__Brief__.
What lines in the material hold the string "impl"? Return every one of them.
>>>>>
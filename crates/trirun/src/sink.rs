//! # Output Sink
//!
//! The push-based collaborator that receives accepted output. The pool
//! forwards only the publication list the vote accepted, exactly once per
//! frame; per-instance publications are captured internally for comparison
//! and never reach the sink directly.

use std::sync::Mutex;

/// MQTT-style delivery guarantee requested by the guest.
#[derive(Copy, Clone, Debug, PartialEq, Eq, Hash)]
pub enum Qos {
    AtMostOnce,
    AtLeastOnce,
    ExactlyOnce,
}

impl Qos {
    pub fn from_u8(byte: u8) -> Option<Self> {
        match byte {
            0 => Some(Self::AtMostOnce),
            1 => Some(Self::AtLeastOnce),
            2 => Some(Self::ExactlyOnce),
            _ => None,
        }
    }

    pub fn as_u8(&self) -> u8 {
        match self {
            Self::AtMostOnce => 0,
            Self::AtLeastOnce => 1,
            Self::ExactlyOnce => 2,
        }
    }
}

/// One message the guest asked the host to publish.
///
/// Equality is deep and structural; this is the value the voter compares
/// across instances. Guests must therefore produce deterministic output for
/// identical frames (the host links no clock or entropy imports).
#[derive(Clone, Debug, PartialEq, Eq, Hash)]
pub struct Publication {
    pub topic: String,
    pub payload: Vec<u8>,
    pub qos: Qos,
}

/// Error value surfaced by collaborators, mirroring the guest ABI's
/// `error-code` record.
#[derive(Clone, Debug, PartialEq, Eq)]
pub struct ErrorCode {
    pub code: u32,
    pub message: String,
}

impl ErrorCode {
    pub fn new(code: u32, message: impl Into<String>) -> Self {
        Self {
            code,
            message: message.into(),
        }
    }
}

impl std::fmt::Display for ErrorCode {
    fn fmt(&self, f: &mut std::fmt::Formatter<'_>) -> std::fmt::Result {
        write!(f, "error {}: {}", self.code, self.message)
    }
}

impl std::error::Error for ErrorCode {}

/// Receives accepted publications.
///
/// A sink failure is contained: the dispatcher logs and counts it but never
/// converts it into a frame failure.
#[async_trait::async_trait]
pub trait FrameSink: Send + Sync + 'static {
    async fn publish(&self, publication: &Publication) -> Result<(), ErrorCode>;
}

/// Discards everything. The default sink.
#[derive(Default)]
pub struct NullSink;

#[async_trait::async_trait]
impl FrameSink for NullSink {
    async fn publish(&self, _publication: &Publication) -> Result<(), ErrorCode> {
        Ok(())
    }
}

/// Collects publications in memory, for tests and demos.
#[derive(Default)]
pub struct MemorySink {
    published: Mutex<Vec<Publication>>,
}

impl MemorySink {
    pub fn new() -> Self {
        Self::default()
    }

    pub fn published(&self) -> Vec<Publication> {
        self.published
            .lock()
            .unwrap_or_else(|poisoned| poisoned.into_inner())
            .clone()
    }
}

#[async_trait::async_trait]
impl FrameSink for MemorySink {
    async fn publish(&self, publication: &Publication) -> Result<(), ErrorCode> {
        self.published
            .lock()
            .unwrap_or_else(|poisoned| poisoned.into_inner())
            .push(publication.clone());
        Ok(())
    }
}
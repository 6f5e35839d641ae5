//! Store context for running gateway instances.
//!
//! Holds the staged input frame and the captured output for the invocation
//! currently in flight on this instance. The Store is behind the invoker's
//! mutex, so one cycle's state can never bleed into a concurrent frame.

use crate::sink::Publication;

pub struct GatewayCtx {
    inbox: Option<Vec<u8>>,
    outbox: Vec<Publication>,
}

impl GatewayCtx {
    pub(crate) fn new() -> Self {
        Self {
            inbox: None,
            outbox: Vec::new(),
        }
    }

    /// Stages the frame the guest's next `receive-frame` call will observe.
    pub(crate) fn begin_cycle(&mut self, frame: Vec<u8>) {
        self.inbox = Some(frame);
        self.outbox.clear();
    }

    /// Pops the staged frame. A second call within one cycle gets `None`;
    /// the guest is one-frame-per-run.
    pub(crate) fn take_frame(&mut self) -> Option<Vec<u8>> {
        self.inbox.take()
    }

    pub(crate) fn capture(&mut self, publication: Publication) {
        self.outbox.push(publication);
    }

    /// Ends the cycle, returning the captured publications and clearing any
    /// unconsumed frame. Called on trap as well, so partial output from a
    /// trapped cycle is discarded with it.
    pub(crate) fn finish_cycle(&mut self) -> Vec<Publication> {
        self.inbox = None;
        std::mem::take(&mut self.outbox)
    }
}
<<<<<
__Answer for the task__.
impl Qos {
impl ErrorCode {
    pub fn new(code: u32, message: impl Into<String>) -> Self {
impl std::fmt::Display for ErrorCode {
impl std::error::Error for ErrorCode {}
impl FrameSink for NullSink {
impl MemorySink {
impl FrameSink for MemorySink {
impl GatewayCtx {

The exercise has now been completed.